The 2D outline of the teeth was designed and the parameters (texture, color, brightness) of the smile simulation were set. The smile simulation was transferred to the patient’s mobile phone through an application (my3Shape app, 3Shape, Copenhagen, Denmark), in which she could see the before and after smile situation in one picture (Fig. 8). Finally, the retracted photo with the outline of the designed teeth was exported from the software, and was used as a guide for a digital wax-up.

2.3. Digital wax-up
For a digital wax-up, an intraoral scan was taken from the initial status of the maxillary and mandibular arches and maximum intercuspation (Trios 3 POD, 3Shape, Copenhagen, Denmark). The intraoral scans were sent to the laboratory software (Dental System, 3Shape, Copenhagen, Denmark), in which the scans and the picture with the smile design were aligned on six pairs of points. Then the desired shape of the teeth was designed on the initial scan guided by the outline of the smile design, and a 3D printed model was produced with this design (Figs. 9-10).

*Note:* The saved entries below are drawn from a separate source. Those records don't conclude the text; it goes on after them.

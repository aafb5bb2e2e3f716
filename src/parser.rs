use crate::error::{PatternError, Result};
use crate::token::{Lexeme, Token};

/// Recogniser for pattern tokens.
///
/// There is no compile pass: the matcher asks for the token at whatever
/// position its cursor is on. `body_start` is where the first real token
/// begins (1 when the pattern opens with an anchor byte).
#[derive(Debug, Clone, Copy)]
pub struct Parser<'p> {
    pub pattern: &'p [u8],
    pub body_start: usize,
}

impl<'p> Parser<'p> {
    /// Create a new parser for the given pattern.
    pub fn new(pattern: &'p [u8], body_start: usize) -> Self {
        Self {
            pattern,
            body_start,
        }
    }

    /// Walk the tokens of the pattern body left to right.
    ///
    /// Example:
    /// - Pattern: `a\d[xy]+` → Literal('a'), Digit, Class("xy"), OneOrMore(None)
    pub fn tokens(&self) -> Tokens<'p> {
        Tokens {
            parser: *self,
            pos: self.body_start,
            prev: None,
            failed: false,
        }
    }

    /// Recognise the token starting at byte `pos`.
    ///
    /// A `+` needs to know the token before it, so it is found by walking the
    /// body from the start; every other token is read in place.
    pub fn token_at(&self, pos: usize) -> Result<Lexeme<'p>> {
        if self.pattern[pos] != b'+' {
            return self.lex(pos, None);
        }
        for lexeme in self.tokens() {
            let lexeme = lexeme?;
            if lexeme.start == pos {
                return Ok(lexeme);
            }
        }
        // `pos` sits inside a multi-byte token; treat the `+` on its own.
        self.lex(pos, None)
    }

    /// Check every token in the body for structural problems.
    ///
    /// Backreferences may only name groups that appear before them.
    pub fn validate(&self) -> Result<()> {
        let mut groups = 0;
        for lexeme in self.tokens() {
            let token = lexeme?.token;
            match token {
                Token::Group { .. } if !token.is_alternation() => groups += 1,
                Token::BackRef(group) if group > groups => {
                    return Err(PatternError::UnknownGroup { group });
                }
                _ => {}
            }
        }
        Ok(())
    }

    fn lex(&self, pos: usize, prev: Option<Lexeme<'p>>) -> Result<Lexeme<'p>> {
        let emit = |token, width| Lexeme {
            token,
            start: pos,
            width,
        };
        let lexeme = match self.pattern[pos] {
            b'\\' => match self.pattern.get(pos + 1) {
                None => emit(Token::DanglingEscape, 1),
                Some(b'd') => emit(Token::Digit, 2),
                Some(b'w') => emit(Token::Word, 2),
                Some(&c) if (b'1'..=b'9').contains(&c) => {
                    emit(Token::BackRef(usize::from(c - b'0')), 2)
                }
                Some(_) => emit(Token::Backslash, 2),
            },
            b' ' => emit(Token::Space, 1),
            b'.' => emit(Token::Any, 1),
            b'[' => {
                let close = self
                    .find_from(pos, b']')
                    .ok_or(PatternError::UnclosedClass { at: pos })?;
                let set = &self.pattern[pos + 1..close];
                let negated = set.contains(&b'^');
                emit(Token::Class { set, negated }, close - pos + 1)
            }
            b'(' => {
                let close = self
                    .find_from(pos, b')')
                    .ok_or(PatternError::UnclosedGroup { at: pos })?;
                let body = &self.pattern[pos + 1..close];
                emit(Token::Group { body }, close - pos + 1)
            }
            b'+' => {
                let repeated = prev
                    .filter(|p| p.end() == pos)
                    .and_then(|p| p.token.repeat_byte());
                emit(Token::OneOrMore { repeated }, 1)
            }
            b => emit(Token::Literal(b), 1),
        };
        Ok(lexeme)
    }

    fn find_from(&self, pos: usize, needle: u8) -> Option<usize> {
        self.pattern[pos..]
            .iter()
            .position(|&b| b == needle)
            .map(|offset| pos + offset)
    }
}

/// Iterator over the lexemes of a pattern body. Stops after the first error.
pub struct Tokens<'p> {
    parser: Parser<'p>,
    pos: usize,
    prev: Option<Lexeme<'p>>,
    failed: bool,
}

impl<'p> Iterator for Tokens<'p> {
    type Item = Result<Lexeme<'p>>;

    fn next(&mut self) -> Option<Self::Item> {
        if self.failed || self.pos >= self.parser.pattern.len() {
            return None;
        }
        match self.parser.lex(self.pos, self.prev) {
            Ok(lexeme) => {
                self.pos = lexeme.end();
                self.prev = Some(lexeme);
                Some(Ok(lexeme))
            }
            Err(err) => {
                self.failed = true;
                Some(Err(err))
            }
        }
    }
}

/// Reverse an anchor-free pattern body token by token.
///
/// This is not a plain byte reversal: reversing bytes would turn `\d` into
/// `d\` and `[ab]` into `]ba[`. Token order flips while each token keeps its
/// own spelling, so `\d` stays `\d` and `[ab]` stays `[ab]`. Group bodies
/// are literal text compared against the reversed input, so each alternative
/// is reversed in place. A `+` or `?` stays glued behind the token it
/// modifies.
///
/// Example:
/// - Body: `a\d(cat|dog)x+` → `x+(tac|god)\da`
pub fn reverse_body(body: &[u8]) -> Result<Vec<u8>> {
    let lexemes = Parser::new(body, 0).tokens().collect::<Result<Vec<_>>>()?;

    let mut units: Vec<Vec<u8>> = Vec::with_capacity(lexemes.len());
    let mut i = 0;
    while i < lexemes.len() {
        let lexeme = lexemes[i];
        let mut unit = match lexeme.token {
            Token::Group { .. } => {
                let mut alts = Vec::new();
                for alt in lexeme.token.alternatives() {
                    alts.push(alt.iter().rev().copied().collect::<Vec<u8>>());
                }
                let mut group = vec![b'('];
                group.extend(alts.join(&b'|'));
                group.push(b')');
                group
            }
            _ => body[lexeme.start..lexeme.end()].to_vec(),
        };
        if let Some(next) = lexemes.get(i + 1) {
            if matches!(next.token, Token::OneOrMore { .. } | Token::Literal(b'?')) {
                unit.push(body[next.start]);
                i += 1;
            }
        }
        units.push(unit);
        i += 1;
    }

    Ok(units.into_iter().rev().flatten().collect())
}

/// Rewrite a `$`-terminated pattern so it can be matched against the reversed
/// input: `^abc$` becomes `$cba^`, `abc$` becomes `$cba`.
pub fn reverse_pattern(pattern: &[u8]) -> Result<Vec<u8>> {
    let anchored_start = pattern.first() == Some(&b'^');
    let start = usize::from(anchored_start);
    let end = if pattern.last() == Some(&b'$') && pattern.len() > start {
        pattern.len() - 1
    } else {
        pattern.len()
    };

    let mut reversed = Vec::with_capacity(pattern.len());
    reversed.push(b'$');
    reversed.extend(reverse_body(&pattern[start..end])?);
    if anchored_start {
        reversed.push(b'^');
    }
    Ok(reversed)
}

#[cfg(test)]
#[path = "parser_tests.rs"]
mod tests;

2.4. Mock-up, pre-preparation scan and preparation
For the 3D printed model (Bego Varseo S, Bremen, Germany), a template was made and a bisacryl resin (Dental Central Crown and Bridge Material, Hannover, Germany) mock-up was fabricated intraorally (Fig. 11). The patient was satisfied with the shape and the new smile, and changes in phonetics were not noticeable. The mock-up was retained by friction and used for guided minimally invasive preparation [4,5]. Three calibration points were cut with round diamond burs into the incisal part for 0.4 mm and two calibration grooves to the vestibular surface for 0.3 mm reduction (Fig. 12). Then an overall reduction was performed with a chamfer diamond bur. The thickness of the mock-up was 0.1 mm on average, so the preparation resulted in 0.2-0.3 mm minimal enamel loss. The margin line was prepared first paragingivally, then by double corded sulcus retraction (Ultrapak #00 and #000, Ultradent, South Jordan, UT, USA) 0.5 mm subgingivally (Fig. 13). The enamel of the contact surfaces was reduced with the preparation of the buccal surface, however the remaining contact point was not separated directly. A new workflow was started in the software and a digital impression was made from the maxilla with a mock-up as a pre-preparation scan. For this scan, a second mock-up was fabricated for the prepared teeth (Fig. 14), because it imitated the desired thickness and marginal fit for the final veneers and resulted in a finer shape and surface so later the copy of the pre-preparation scan could perform a more accurate design for the final veneers. The second mock-up was also used as temporary veneers and retained by flow composite resin without etching and bonding.

2.5. Digital impression
A digital impression was taken from the prepared teeth by sulcus retraction then from the mandibular arch and maximum intercuspation. The prescription was sent to the laboratory.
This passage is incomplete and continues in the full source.